◆ Problem
Output should begin at the line holding "CPU frequency ceiling." and end at the last line of the entries; print those lines verbatim and no others.

==============================

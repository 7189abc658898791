use std::path::{Path, PathBuf};
use std::str::FromStr;
use std::time::Duration;

use serde::{Deserialize, Serialize};
use strum::{AsRefStr, Display, EnumIter, EnumString};
use thiserror::Error;
use utoipa::ToSchema;

use super::profile::{Band, DynamicOffsets, ProfileError, ThresholdProfile};

#[derive(Debug, Clone, PartialEq, Eq, Serialize, Deserialize, ToSchema)]
pub struct ThermalConfig {
    /// Temperature sensor the governor polls.
    pub sensor_id: u32,

    /// Delay between control cycles (ms).
    pub poll_ms: u64,

    /// At or above this temperature (°C) the system is powered off.
    pub shutdown_temp_c: i32,

    /// Re-derive the profile from the frequency table whenever another
    /// actor changes the CPU frequency ceiling.
    #[serde(default)]
    pub dynamic_control: bool,

    pub profile: ThresholdProfile,

    #[serde(default)]
    pub dynamic_offsets: DynamicOffsets,

    /// Anchors at or below this table position are not throttled further by
    /// dynamic control.
    #[serde(default = "default_min_dynamic_index")]
    pub min_dynamic_index: usize,

    /// Ceiling (kHz) restored on release when no pre-throttle ceiling was
    /// ever captured.
    #[serde(default = "default_fallback_ceiling_khz")]
    pub fallback_ceiling_khz: u32,

    /// How long the shutdown temperature must persist before power-off is
    /// requested (ms). Zero acts on the first reading.
    #[serde(default)]
    pub shutdown_debounce_ms: u64,
}

fn default_min_dynamic_index() -> usize {
    4
}

fn default_fallback_ceiling_khz() -> u32 {
    2_265_600
}

impl Default for ThermalConfig {
    fn default() -> Self {
        Self {
            sensor_id: 0,
            poll_ms: 250,
            shutdown_temp_c: 85,
            dynamic_control: false,
            profile: ThresholdProfile {
                low: Band::new(50, 56, 1_958_400),
                mid: Band::new(54, 58, 1_728_000),
                max: Band::new(56, 68, 1_497_600),
            },
            dynamic_offsets: DynamicOffsets::default(),
            min_dynamic_index: default_min_dynamic_index(),
            fallback_ceiling_khz: default_fallback_ceiling_khz(),
            shutdown_debounce_ms: 0,
        }
    }
}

==============================

◆ Your solution
    /// actor changes the CPU frequency ceiling.
    #[serde(default)]
    pub dynamic_control: bool,

    pub profile: ThresholdProfile,

    #[serde(default)]
    pub dynamic_offsets: DynamicOffsets,

    /// Anchors at or below this table position are not throttled further by
    /// dynamic control.
    #[serde(default = "default_min_dynamic_index")]
    pub min_dynamic_index: usize,

    /// Ceiling (kHz) restored on release when no pre-throttle ceiling was
    /// ever captured.
    #[serde(default = "default_fallback_ceiling_khz")]
    pub fallback_ceiling_khz: u32,

    /// How long the shutdown temperature must persist before power-off is
    /// requested (ms). Zero acts on the first reading.
    #[serde(default)]
    pub shutdown_debounce_ms: u64,
}

fn default_min_dynamic_index() -> usize {
    4
}

fn default_fallback_ceiling_khz() -> u32 {
    2_265_600
}

impl Default for ThermalConfig {
    fn default() -> Self {
        Self {
            sensor_id: 0,
            poll_ms: 250,
            shutdown_temp_c: 85,
            dynamic_control: false,
            profile: ThresholdProfile {
                low: Band::new(50, 56, 1_958_400),
                mid: Band::new(54, 58, 1_728_000),
                max: Band::new(56, 68, 1_497_600),
            },
            dynamic_offsets: DynamicOffsets::default(),
            min_dynamic_index: default_min_dynamic_index(),
            fallback_ceiling_khz: default_fallback_ceiling_khz(),
            shutdown_debounce_ms: 0,
        }
    }
}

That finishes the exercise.